Collected data
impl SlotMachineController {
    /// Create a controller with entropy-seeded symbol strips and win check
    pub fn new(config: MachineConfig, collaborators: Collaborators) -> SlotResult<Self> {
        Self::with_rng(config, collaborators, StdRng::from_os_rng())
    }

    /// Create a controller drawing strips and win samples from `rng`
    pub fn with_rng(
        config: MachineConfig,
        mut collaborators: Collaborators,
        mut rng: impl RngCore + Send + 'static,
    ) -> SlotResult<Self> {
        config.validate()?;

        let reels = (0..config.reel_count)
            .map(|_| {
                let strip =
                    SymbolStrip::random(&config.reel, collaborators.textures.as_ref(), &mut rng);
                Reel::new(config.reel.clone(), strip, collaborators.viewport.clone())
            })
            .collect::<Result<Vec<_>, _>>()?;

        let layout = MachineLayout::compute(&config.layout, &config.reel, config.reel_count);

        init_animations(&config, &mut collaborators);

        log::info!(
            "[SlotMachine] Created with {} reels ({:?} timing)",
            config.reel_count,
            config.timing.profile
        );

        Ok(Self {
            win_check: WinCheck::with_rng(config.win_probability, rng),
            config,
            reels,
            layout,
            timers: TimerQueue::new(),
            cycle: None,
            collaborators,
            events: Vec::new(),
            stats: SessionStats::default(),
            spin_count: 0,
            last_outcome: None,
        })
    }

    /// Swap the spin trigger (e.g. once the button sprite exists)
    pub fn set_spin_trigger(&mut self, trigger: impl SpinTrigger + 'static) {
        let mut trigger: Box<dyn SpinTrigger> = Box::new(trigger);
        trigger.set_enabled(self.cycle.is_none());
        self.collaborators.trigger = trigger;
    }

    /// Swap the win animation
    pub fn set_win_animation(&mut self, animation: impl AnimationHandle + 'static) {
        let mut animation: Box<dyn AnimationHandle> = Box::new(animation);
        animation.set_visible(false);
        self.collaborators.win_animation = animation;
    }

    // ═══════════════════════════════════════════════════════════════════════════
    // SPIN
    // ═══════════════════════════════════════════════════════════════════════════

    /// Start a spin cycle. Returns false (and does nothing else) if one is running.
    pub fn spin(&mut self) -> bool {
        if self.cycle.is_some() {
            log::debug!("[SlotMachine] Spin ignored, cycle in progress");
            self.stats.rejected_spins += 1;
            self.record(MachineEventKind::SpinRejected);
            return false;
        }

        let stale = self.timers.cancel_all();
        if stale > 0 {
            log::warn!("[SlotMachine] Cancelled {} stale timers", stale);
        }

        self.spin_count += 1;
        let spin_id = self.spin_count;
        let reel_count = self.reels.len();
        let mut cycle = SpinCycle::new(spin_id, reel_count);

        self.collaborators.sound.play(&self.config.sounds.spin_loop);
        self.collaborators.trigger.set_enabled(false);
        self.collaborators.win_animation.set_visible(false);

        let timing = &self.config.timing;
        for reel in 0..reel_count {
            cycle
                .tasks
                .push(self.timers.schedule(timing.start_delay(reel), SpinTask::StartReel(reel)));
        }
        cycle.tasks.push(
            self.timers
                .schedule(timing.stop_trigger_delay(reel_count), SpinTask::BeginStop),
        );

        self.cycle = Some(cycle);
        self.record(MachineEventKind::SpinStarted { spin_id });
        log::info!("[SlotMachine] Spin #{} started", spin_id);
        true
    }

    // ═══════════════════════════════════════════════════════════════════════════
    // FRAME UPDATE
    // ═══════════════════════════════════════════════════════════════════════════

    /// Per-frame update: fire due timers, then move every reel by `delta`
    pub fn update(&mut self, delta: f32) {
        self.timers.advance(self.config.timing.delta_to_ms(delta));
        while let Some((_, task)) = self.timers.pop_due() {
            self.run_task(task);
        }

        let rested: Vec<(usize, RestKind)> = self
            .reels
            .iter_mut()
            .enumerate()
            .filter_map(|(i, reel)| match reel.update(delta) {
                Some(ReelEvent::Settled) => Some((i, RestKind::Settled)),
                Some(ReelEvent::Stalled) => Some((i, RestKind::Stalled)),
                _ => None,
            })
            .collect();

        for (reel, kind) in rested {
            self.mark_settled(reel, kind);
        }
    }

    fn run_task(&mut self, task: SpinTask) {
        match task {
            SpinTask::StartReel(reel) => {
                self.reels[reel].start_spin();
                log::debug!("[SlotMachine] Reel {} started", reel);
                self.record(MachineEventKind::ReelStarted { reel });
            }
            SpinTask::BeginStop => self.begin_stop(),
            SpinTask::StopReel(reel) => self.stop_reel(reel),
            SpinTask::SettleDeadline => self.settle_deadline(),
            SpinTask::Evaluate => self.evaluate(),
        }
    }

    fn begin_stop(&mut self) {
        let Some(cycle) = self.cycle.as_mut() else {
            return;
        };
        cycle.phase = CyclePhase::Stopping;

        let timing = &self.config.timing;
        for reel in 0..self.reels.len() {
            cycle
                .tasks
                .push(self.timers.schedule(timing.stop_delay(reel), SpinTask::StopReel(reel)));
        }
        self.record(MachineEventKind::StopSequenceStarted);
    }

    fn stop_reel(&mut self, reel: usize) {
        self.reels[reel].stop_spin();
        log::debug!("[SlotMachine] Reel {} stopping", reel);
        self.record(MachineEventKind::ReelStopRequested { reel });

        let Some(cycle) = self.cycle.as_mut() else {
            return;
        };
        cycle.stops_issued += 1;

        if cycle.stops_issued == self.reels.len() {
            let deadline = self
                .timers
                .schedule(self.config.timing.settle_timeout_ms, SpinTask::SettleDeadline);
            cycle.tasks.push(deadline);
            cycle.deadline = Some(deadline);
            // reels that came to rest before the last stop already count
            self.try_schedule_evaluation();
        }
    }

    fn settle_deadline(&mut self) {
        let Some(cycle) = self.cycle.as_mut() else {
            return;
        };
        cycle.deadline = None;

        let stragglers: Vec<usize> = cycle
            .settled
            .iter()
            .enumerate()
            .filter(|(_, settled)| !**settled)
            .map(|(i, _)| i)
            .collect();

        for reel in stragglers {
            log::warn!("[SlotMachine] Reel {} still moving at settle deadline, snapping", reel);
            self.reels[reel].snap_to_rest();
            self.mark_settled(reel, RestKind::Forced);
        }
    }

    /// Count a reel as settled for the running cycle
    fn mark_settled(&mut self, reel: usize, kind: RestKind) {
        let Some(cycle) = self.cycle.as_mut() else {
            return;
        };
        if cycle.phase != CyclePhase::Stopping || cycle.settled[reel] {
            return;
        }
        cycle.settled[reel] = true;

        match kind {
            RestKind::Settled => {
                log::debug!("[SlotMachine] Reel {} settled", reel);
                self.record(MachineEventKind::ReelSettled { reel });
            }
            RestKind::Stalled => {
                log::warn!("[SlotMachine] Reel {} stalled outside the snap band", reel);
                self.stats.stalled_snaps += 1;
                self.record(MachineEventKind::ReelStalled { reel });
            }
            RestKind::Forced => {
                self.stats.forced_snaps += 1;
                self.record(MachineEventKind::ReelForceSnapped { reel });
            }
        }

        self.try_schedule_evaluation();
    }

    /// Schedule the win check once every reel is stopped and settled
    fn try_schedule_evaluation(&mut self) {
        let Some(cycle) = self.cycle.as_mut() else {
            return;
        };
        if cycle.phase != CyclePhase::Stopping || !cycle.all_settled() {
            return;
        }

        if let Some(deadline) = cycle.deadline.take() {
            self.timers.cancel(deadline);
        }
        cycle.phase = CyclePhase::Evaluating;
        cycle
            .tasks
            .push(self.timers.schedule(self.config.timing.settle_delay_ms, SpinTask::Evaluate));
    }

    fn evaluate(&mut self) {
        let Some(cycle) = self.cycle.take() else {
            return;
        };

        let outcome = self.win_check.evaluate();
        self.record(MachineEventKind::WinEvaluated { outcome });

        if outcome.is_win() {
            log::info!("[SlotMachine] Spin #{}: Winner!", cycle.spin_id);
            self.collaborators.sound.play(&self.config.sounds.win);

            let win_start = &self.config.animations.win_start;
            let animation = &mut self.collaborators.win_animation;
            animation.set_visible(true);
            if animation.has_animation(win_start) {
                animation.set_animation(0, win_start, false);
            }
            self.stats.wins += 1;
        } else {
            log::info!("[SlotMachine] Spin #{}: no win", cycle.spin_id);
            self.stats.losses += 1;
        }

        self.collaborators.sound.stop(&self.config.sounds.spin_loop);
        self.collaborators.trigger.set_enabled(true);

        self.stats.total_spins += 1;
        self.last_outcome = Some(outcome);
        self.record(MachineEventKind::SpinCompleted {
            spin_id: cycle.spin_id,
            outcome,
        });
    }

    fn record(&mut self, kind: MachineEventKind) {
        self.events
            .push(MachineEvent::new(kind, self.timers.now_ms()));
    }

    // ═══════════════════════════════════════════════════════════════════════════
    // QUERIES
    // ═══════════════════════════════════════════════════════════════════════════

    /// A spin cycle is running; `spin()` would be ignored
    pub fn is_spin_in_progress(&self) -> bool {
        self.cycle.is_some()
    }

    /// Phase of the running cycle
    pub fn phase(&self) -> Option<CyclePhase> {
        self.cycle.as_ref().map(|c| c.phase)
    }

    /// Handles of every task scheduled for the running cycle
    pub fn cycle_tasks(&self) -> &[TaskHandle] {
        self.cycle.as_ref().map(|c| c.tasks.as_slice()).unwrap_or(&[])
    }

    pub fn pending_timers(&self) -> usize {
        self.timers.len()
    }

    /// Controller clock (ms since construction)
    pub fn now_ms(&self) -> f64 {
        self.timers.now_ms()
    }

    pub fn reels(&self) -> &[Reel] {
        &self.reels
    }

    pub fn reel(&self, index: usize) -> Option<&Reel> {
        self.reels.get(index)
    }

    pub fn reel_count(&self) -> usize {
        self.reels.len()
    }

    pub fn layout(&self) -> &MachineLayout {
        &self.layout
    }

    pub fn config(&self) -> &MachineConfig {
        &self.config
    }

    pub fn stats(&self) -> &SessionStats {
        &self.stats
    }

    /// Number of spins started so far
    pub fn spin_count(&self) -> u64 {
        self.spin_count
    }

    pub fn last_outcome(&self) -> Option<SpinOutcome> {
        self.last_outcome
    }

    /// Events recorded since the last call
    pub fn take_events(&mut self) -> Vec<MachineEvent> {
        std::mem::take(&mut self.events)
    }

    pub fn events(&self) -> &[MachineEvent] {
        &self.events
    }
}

*WORK REQUEST*
List all lines above in which the string "once" appears.

*SOLUTION TO THIS TASK*
    /// Swap the spin trigger (e.g. once the button sprite exists)
    /// Schedule the win check once every reel is stopped and settled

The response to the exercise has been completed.